The American Football Grounds Doing a Football Job
The bulk of the US venues are NFL stadiums, and the conversion quality varies. A few worth knowing:
- Mercedes-Benz Stadium, Atlanta (75,000): Retractable roof, 360-degree video display, hosted the 2019 Super Bowl. Eight matches including a semi-final. Atlanta United play here too, so there's actual soccer DNA in the building.
- SoFi Stadium, Los Angeles (70,000): $6 billion. That's the number. Opened 2020, home to the Rams and Chargers, and hosts the first US game of the tournament — USA vs Paraguay on June 12. Eight matches total.
- Gillette Stadium, Boston (65,000): Foxborough, not Boston, but close enough. A major video screen upgrade is in for the tournament. England face Ghana here on June 23, and Scotland get two group games at this venue. Seven matches including a quarter-final.
- Hard Rock Stadium, Miami (65,000): Fresh off hosting eight Club World Cup games and the 2024 Copa America final between Argentina and Colombia. Seven World Cup matches. Miami knows how to run a major tournament.
- Lumen Field, Seattle (69,000): The Sounders sell this place out regularly, and the atmosphere is as good as it gets in American football-adjacent venues. USA vs Australia is here in the group stage.
- Lincoln Financial Field, Philadelphia (69,000): Tighter and louder than newer NFL venues. Six matches, including a July 4 fixture — the United States' 250th birthday. The symbolism is heavy, and it was clearly scheduled that way deliberately.
- Arrowhead Stadium, Kansas City (73,000): Patrick Mahomes' kingdom, and the loudest outdoor sports venue on the planet — 142.2 decibels recorded in 2014. That crowd noise in a World Cup knockout game would be something else.

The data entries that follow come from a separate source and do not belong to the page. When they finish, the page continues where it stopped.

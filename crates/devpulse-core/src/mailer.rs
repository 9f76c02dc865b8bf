use async_trait::async_trait;
use serde::{Deserialize, Serialize};

/// A rendered email, ready for transport.
#[derive(Clone, Debug, PartialEq, Eq, Serialize, Deserialize)]
pub struct EmailMessage {
    pub subject: String,
    pub text: String,
    pub html: String,
}

/// The slice of an invitation the notifier needs to render and address the
/// invite email. Name and role fields are optional; the template substitutes
/// neutral placeholders when they are absent.
#[derive(Clone, Debug, Serialize, Deserialize)]
pub struct InviteNotice {
    pub email: String,
    pub inviter_first_name: Option<String>,
    pub inviter_last_name: Option<String>,
    pub role_name: Option<String>,
}

impl InviteNotice {
    /// A notice carrying only the recipient address.
    pub fn bare(email: impl Into<String>) -> Self {
        Self {
            email: email.into(),
            inviter_first_name: None,
            inviter_last_name: None,
            role_name: None,
        }
    }
}

/// Transport-level mail failure.
#[derive(Clone, Debug, thiserror::Error)]
pub enum MailError {
    #[error("mail provider rejected the message ({status}): {body}")]
    Rejected { status: u16, body: String },
    #[error("network error: {0}")]
    Network(String),
    #[error("invalid message: {0}")]
    InvalidMessage(String),
}

/// Outbound mail transport port. Implementations deliver one rendered
/// message to one recipient; retry policy lives with the caller.
#[async_trait]
pub trait Mailer: Send + Sync {
    fn name(&self) -> &str;

    async fn send(&self, to: &str, message: &EmailMessage) -> Result<(), MailError>;
}
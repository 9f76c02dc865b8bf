use serde::{Deserialize, Serialize};
use std::fmt;
use std::str::FromStr;
use uuid::Uuid;

macro_rules! branded_id {
    ($name:ident, $prefix:expr) => {
        #[derive(Clone, Debug, Hash, Eq, PartialEq, Serialize, Deserialize)]
        #[serde(transparent)]
        pub struct $name(String);

        impl $name {
            pub fn new() -> Self {
                Self(format!("{}_{}", $prefix, Uuid::now_v7()))
            }

            pub fn from_raw(s: impl Into<String>) -> Self {
                Self(s.into())
            }

            pub fn as_str(&self) -> &str {
                &self.0
            }
        }

        impl Default for $name {
            fn default() -> Self {
                Self::new()
            }
        }

        impl fmt::Display for $name {
            fn fmt(&self, f: &mut fmt::Formatter<'_>) -> fmt::Result {
                f.write_str(&self.0)
            }
        }

        impl FromStr for $name {
            type Err = std::convert::Infallible;
            fn from_str(s: &str) -> Result<Self, Self::Err> {
                Ok(Self(s.to_owned()))
            }
        }

        impl AsRef<str> for $name {
            fn as_ref(&self) -> &str {
                &self.0
            }
        }
    };
}

branded_id!(InviteId, "inv");
branded_id!(UserId, "user");
branded_id!(RoleId, "role");
branded_id!(CohortId, "coh");
branded_id!(ProgramId, "prog");
branded_id!(CohortProgramId, "cp");
branded_id!(EnrollmentId, "enr");
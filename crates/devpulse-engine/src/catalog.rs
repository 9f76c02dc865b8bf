use tracing::{debug, instrument};

use devpulse_core::ids::ProgramId;
use devpulse_core::EnrollError;
use devpulse_store::cohorts::{Cohort, CohortRepo};
use devpulse_store::programs::{Program, ProgramRepo, ProgramUpdate};
use devpulse_store::Database;

use crate::populate::{AutoPopulator, PopulateTrigger};

/// Cohort and program lifecycle. Every create or update runs the
/// auto-populator for the touched entity, the way the admin tooling's
/// save hooks do.
pub struct CatalogService {
    db: Database,
    populator: AutoPopulator,
}

impl CatalogService {
    pub fn new(db: Database) -> Self {
        Self {
            populator: AutoPopulator::new(db.clone()),
            db,
        }
    }

    #[instrument(skip(self))]
    pub fn create_cohort(&self, name: &str, auto_populate: bool) -> Result<Cohort, EnrollError> {
        let cohort = CohortRepo::new(self.db.clone()).create(name, auto_populate)?;
        let paired = self.populator.run(&PopulateTrigger::Cohort(cohort.clone()))?;
        debug!(cohort_id = %cohort.id, paired, "cohort created");
        Ok(cohort)
    }

    #[instrument(skip(self))]
    pub fn create_program(
        &self,
        name: &str,
        prerequisite: i64,
        auto_populate: bool,
    ) -> Result<Program, EnrollError> {
        let program = ProgramRepo::new(self.db.clone()).create(name, prerequisite, auto_populate)?;
        let paired = self.populator.run(&PopulateTrigger::Program(program.clone()))?;
        debug!(program_id = %program.id, paired, "program created");
        Ok(program)
    }

    /// Apply a partial update, then re-run population so a program that
    /// just opted in gets paired. The populator's own guard keeps
    /// already-paired programs untouched.
    #[instrument(skip(self, update), fields(program_id = %id))]
    pub fn update_program(
        &self,
        id: &ProgramId,
        update: &ProgramUpdate,
    ) -> Result<Program, EnrollError> {
        let program = ProgramRepo::new(self.db.clone()).update(id, update)?;
        let paired = self.populator.run(&PopulateTrigger::Program(program.clone()))?;
        debug!(program_id = %program.id, paired, "program updated");
        Ok(program)
    }
}
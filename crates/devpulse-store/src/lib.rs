pub mod cohort_programs;
pub mod cohorts;
pub mod database;
pub mod enrollments;
pub mod error;
pub mod invites;
pub mod programs;
pub mod roles;
pub mod schema;
pub mod users;

pub use database::Database;
pub use error::StoreError;
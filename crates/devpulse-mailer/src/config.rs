use std::time::Duration;

use secrecy::SecretString;

/// Retry policy and link configuration for the invitation notifier.
/// Built once from the environment (or programmatically) and injected.
#[derive(Clone, Debug)]
pub struct NotifierConfig {
    /// Link embedded in the invite template.
    pub invite_url: String,
    /// Initial backoff delay.
    pub retry_delay: Duration,
    /// Multiplicative backoff factor applied after each failed attempt.
    pub retry_multiplier: f64,
    /// Ceiling on the current delay; once the delay reaches it, retrying
    /// stops for good.
    pub max_retry_duration: Duration,
}

impl Default for NotifierConfig {
    fn default() -> Self {
        Self {
            invite_url: "https://devpulse.atlp-rwanda.org/register".to_string(),
            retry_delay: Duration::from_millis(1000),
            retry_multiplier: 2.0,
            max_retry_duration: Duration::from_secs(60),
        }
    }
}

impl NotifierConfig {
    /// Read the recognized environment keys, falling back to defaults for
    /// anything missing or unparseable. A negative or non-finite multiplier
    /// would panic the backoff arithmetic, so those fall back too; values
    /// in (0, 1] are accepted and keep the documented unbounded retrying.
    pub fn from_env() -> Self {
        let defaults = Self::default();
        Self {
            invite_url: std::env::var("EMAIL_INVITE_URL").unwrap_or(defaults.invite_url),
            retry_delay: env_millis("EMAIL_SEND_RETRY_DELAY_MILLISECONDS")
                .unwrap_or(defaults.retry_delay),
            retry_multiplier: std::env::var("EMAIL_RETRY_DELAY_MULTIPLIER")
                .ok()
                .and_then(|v| v.parse::<f64>().ok())
                .filter(|m| m.is_finite() && *m >= 0.0)
                .unwrap_or(defaults.retry_multiplier),
            max_retry_duration: env_millis("MAXIMUM_RETRY_DURATION")
                .unwrap_or(defaults.max_retry_duration),
        }
    }
}

/// SendGrid transport configuration, mirroring the platform's mail plugin
/// settings.
#[derive(Clone, Debug)]
pub struct SendgridConfig {
    pub api_key: SecretString,
    pub default_from: String,
    pub reply_to: Option<String>,
}

impl SendgridConfig {
    /// Read `SENDGRID_API_KEY`, `EMAIL_DEFAULT_FROM` and `EMAIL_REPLY_TO`.
    /// Returns None when the api key is not configured.
    pub fn from_env() -> Option<Self> {
        let api_key = std::env::var("SENDGRID_API_KEY").ok()?;
        Some(Self {
            api_key: SecretString::from(api_key),
            default_from: std::env::var("EMAIL_DEFAULT_FROM")
                .unwrap_or_else(|_| "noreply@atlp-rwanda.org".to_string()),
            reply_to: std::env::var("EMAIL_REPLY_TO").ok(),
        })
    }
}

fn env_millis(key: &str) -> Option<Duration> {
    std::env::var(key)
        .ok()
        .and_then(|v| v.parse::<u64>().ok())
        .map(Duration::from_millis)
}
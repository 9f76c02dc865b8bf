use chrono::{DateTime, Utc};
use tracing::instrument;

use devpulse_core::ids::CohortProgramId;
use devpulse_core::EnrollError;
use devpulse_store::cohort_programs::{CohortProgram, CohortProgramRepo};
use devpulse_store::programs::ProgramRepo;
use devpulse_store::{Database, StoreError};

/// Pick the cohort-program a new trainee is enrolled into.
///
/// An invite that pins a schedule wins outright, even when its start date
/// lies in the future; a pinned reference that no longer resolves falls
/// back to the default selection. That default resolves the entry program
/// (prerequisite rank 0) and picks the latest already-started pairing of
/// it; pairings without a start date count as started now. Ties on start
/// date keep the earliest-created pairing.
#[instrument(skip(db, explicit))]
pub fn select_cohort_program(
    db: &Database,
    explicit: Option<&CohortProgramId>,
    now: DateTime<Utc>,
) -> Result<CohortProgram, EnrollError> {
    if let Some(id) = explicit {
        match CohortProgramRepo::new(db.clone()).get(id) {
            Ok(pairing) => return Ok(pairing),
            Err(StoreError::NotFound(_)) => {}
            Err(err) => return Err(err.into()),
        }
    }

    let programs = ProgramRepo::new(db.clone());
    let entry = programs
        .find_by_prerequisite(0)?
        .ok_or(EnrollError::NoEntryProgram)?;
    // The id is re-resolved through the display name, so a rename between
    // the two lookups surfaces as a missing entry program.
    let entry_id = programs
        .id_by_name(&entry.name)?
        .ok_or(EnrollError::NoEntryProgram)?;

    let mut best: Option<CohortProgram> = None;
    for pairing in CohortProgramRepo::new(db.clone()).all()? {
        if pairing.program_id != entry_id || pairing.effective_start(now) > now {
            continue;
        }
        let replaces = match &best {
            Some(current) => pairing.effective_start(now) > current.effective_start(now),
            None => true,
        };
        if replaces {
            best = Some(pairing);
        }
    }

    best.ok_or(EnrollError::NoEligibleCohortProgram)
}

#[cfg(test)]
mod tests {
    use super::*;
    use chrono::TimeZone;
    use devpulse_core::ids::{CohortId, ProgramId};
    use devpulse_store::cohort_programs::NewCohortProgram;
    use devpulse_store::cohorts::CohortRepo;

    fn now() -> DateTime<Utc> {
        Utc.with_ymd_and_hms(2023, 8, 1, 12, 0, 0).unwrap()
    }

    fn setup() -> (Database, CohortId, ProgramId) {
        let db = Database::in_memory().unwrap();
        let cohort = CohortRepo::new(db.clone()).create("Cohort 23", true).unwrap();
        let program = ProgramRepo::new(db.clone()).create("Bootcamp", 0, true).unwrap();
        (db, cohort.id, program.id)
    }

    fn pair(
        db: &Database,
        cohort_id: &CohortId,
        program_id: &ProgramId,
        start: Option<DateTime<Utc>>,
    ) -> CohortProgram {
        CohortProgramRepo::new(db.clone())
            .create(&NewCohortProgram {
                cohort_id: cohort_id.clone(),
                program_id: program_id.clone(),
                start_date: start,
                auto_populate: true,
            })
            .unwrap()
    }

    fn at(year: i32, month: u32, day: u32) -> DateTime<Utc> {
        Utc.with_ymd_and_hms(year, month, day, 0, 0, 0).unwrap()
    }

    #[test]
    fn no_programs_means_no_entry_program() {
        let db = Database::in_memory().unwrap();
        let result = select_cohort_program(&db, None, now());
        assert_eq!(result.unwrap_err(), EnrollError::NoEntryProgram);
    }

    #[test]
    fn entry_program_without_pairings_is_ineligible() {
        let (db, _, _) = setup();
        let result = select_cohort_program(&db, None, now());
        assert_eq!(result.unwrap_err(), EnrollError::NoEligibleCohortProgram);
    }

    #[test]
    fn future_dated_pairings_are_filtered_out() {
        let (db, cohort_id, program_id) = setup();
        pair(&db, &cohort_id, &program_id, Some(at(2024, 1, 1)));

        let result = select_cohort_program(&db, None, now());
        assert_eq!(result.unwrap_err(), EnrollError::NoEligibleCohortProgram);
    }

    #[test]
    fn picks_the_latest_started_pairing() {
        let (db, cohort_id, program_id) = setup();
        pair(&db, &cohort_id, &program_id, Some(at(2023, 1, 1)));
        let june = pair(&db, &cohort_id, &program_id, Some(at(2023, 6, 1)));
        pair(&db, &cohort_id, &program_id, Some(at(2023, 3, 1)));

        let selected = select_cohort_program(&db, None, now()).unwrap();
        assert_eq!(selected.id, june.id);
    }

    #[test]
    fn undated_pairing_counts_as_started_now() {
        let (db, cohort_id, program_id) = setup();
        let undated = pair(&db, &cohort_id, &program_id, None);
        pair(&db, &cohort_id, &program_id, Some(at(2023, 1, 1)));

        // An undated pairing is treated as starting at the selection
        // instant, so it outranks anything dated earlier.
        let selected = select_cohort_program(&db, None, now()).unwrap();
        assert_eq!(selected.id, undated.id);
    }

    #[test]
    fn ties_keep_the_earliest_created_pairing() {
        let (db, cohort_id, program_id) = setup();
        let first = pair(&db, &cohort_id, &program_id, Some(at(2023, 6, 1)));
        pair(&db, &cohort_id, &program_id, Some(at(2023, 6, 1)));

        let selected = select_cohort_program(&db, None, now()).unwrap();
        assert_eq!(selected.id, first.id);
    }

    #[test]
    fn only_entry_program_pairings_are_considered() {
        let (db, cohort_id, _) = setup();
        let advanced = ProgramRepo::new(db.clone())
            .create("Apprenticeship", 1, true)
            .unwrap();
        pair(&db, &cohort_id, &advanced.id, Some(at(2023, 6, 1)));

        let result = select_cohort_program(&db, None, now());
        assert_eq!(result.unwrap_err(), EnrollError::NoEligibleCohortProgram);
    }

    #[test]
    fn explicit_schedule_overrides_selection() {
        let (db, cohort_id, program_id) = setup();
        pair(&db, &cohort_id, &program_id, Some(at(2023, 6, 1)));
        // Pinned to a future-dated pairing; the date filter does not apply.
        let pinned = pair(&db, &cohort_id, &program_id, Some(at(2024, 1, 1)));

        let selected = select_cohort_program(&db, Some(&pinned.id), now()).unwrap();
        assert_eq!(selected.id, pinned.id);
    }

    #[test]
    fn unresolvable_schedule_falls_back_to_default() {
        let (db, cohort_id, program_id) = setup();
        let started = pair(&db, &cohort_id, &program_id, Some(at(2023, 6, 1)));

        let ghost = CohortProgramId::from_raw("cp_ghost");
        let selected = select_cohort_program(&db, Some(&ghost), now()).unwrap();
        assert_eq!(selected.id, started.id);
    }

    #[test]
    fn unresolvable_schedule_with_empty_catalog_still_fails() {
        let db = Database::in_memory().unwrap();
        let ghost = CohortProgramId::from_raw("cp_ghost");
        let result = select_cohort_program(&db, Some(&ghost), now());
        assert_eq!(result.unwrap_err(), EnrollError::NoEntryProgram);
    }
}
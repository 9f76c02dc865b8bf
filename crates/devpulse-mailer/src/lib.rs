pub mod config;
pub mod mock;
pub mod notifier;
pub mod sendgrid;
pub mod template;

pub use config::{NotifierConfig, SendgridConfig};
pub use mock::MockMailer;
pub use notifier::{DeliveryOutcome, InviteNotifier};
pub use sendgrid::SendgridMailer;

- NRG Stadium, Houston (72,000): Retractable roof, steep stands, three Copa America Centenario games in 2016. Solid venue, limited number of fixtures confirmed.
- Levi's Stadium, San Francisco/Santa Clara (71,000): Two Super Bowls, Copa America games in 2016, home to the 49ers. Another multi-sport behemoth that does the job.
BMO Field in Toronto (45,000) is the outlier — a soccer-specific stadium, one of only a handful in the tournament. Opened in 2007 for the U-20 World Cup, home to Toronto FC. Canada open their tournament here on June 12 against Bosnia-Herzegovina. Six matches total, the smallest venue in the competition, and arguably the one best suited to the actual sport.
Sixteen venues, three time zones, two months. The 2026 World Cup is unlike anything the sport has organised before — and the stadiums are only the beginning of that story.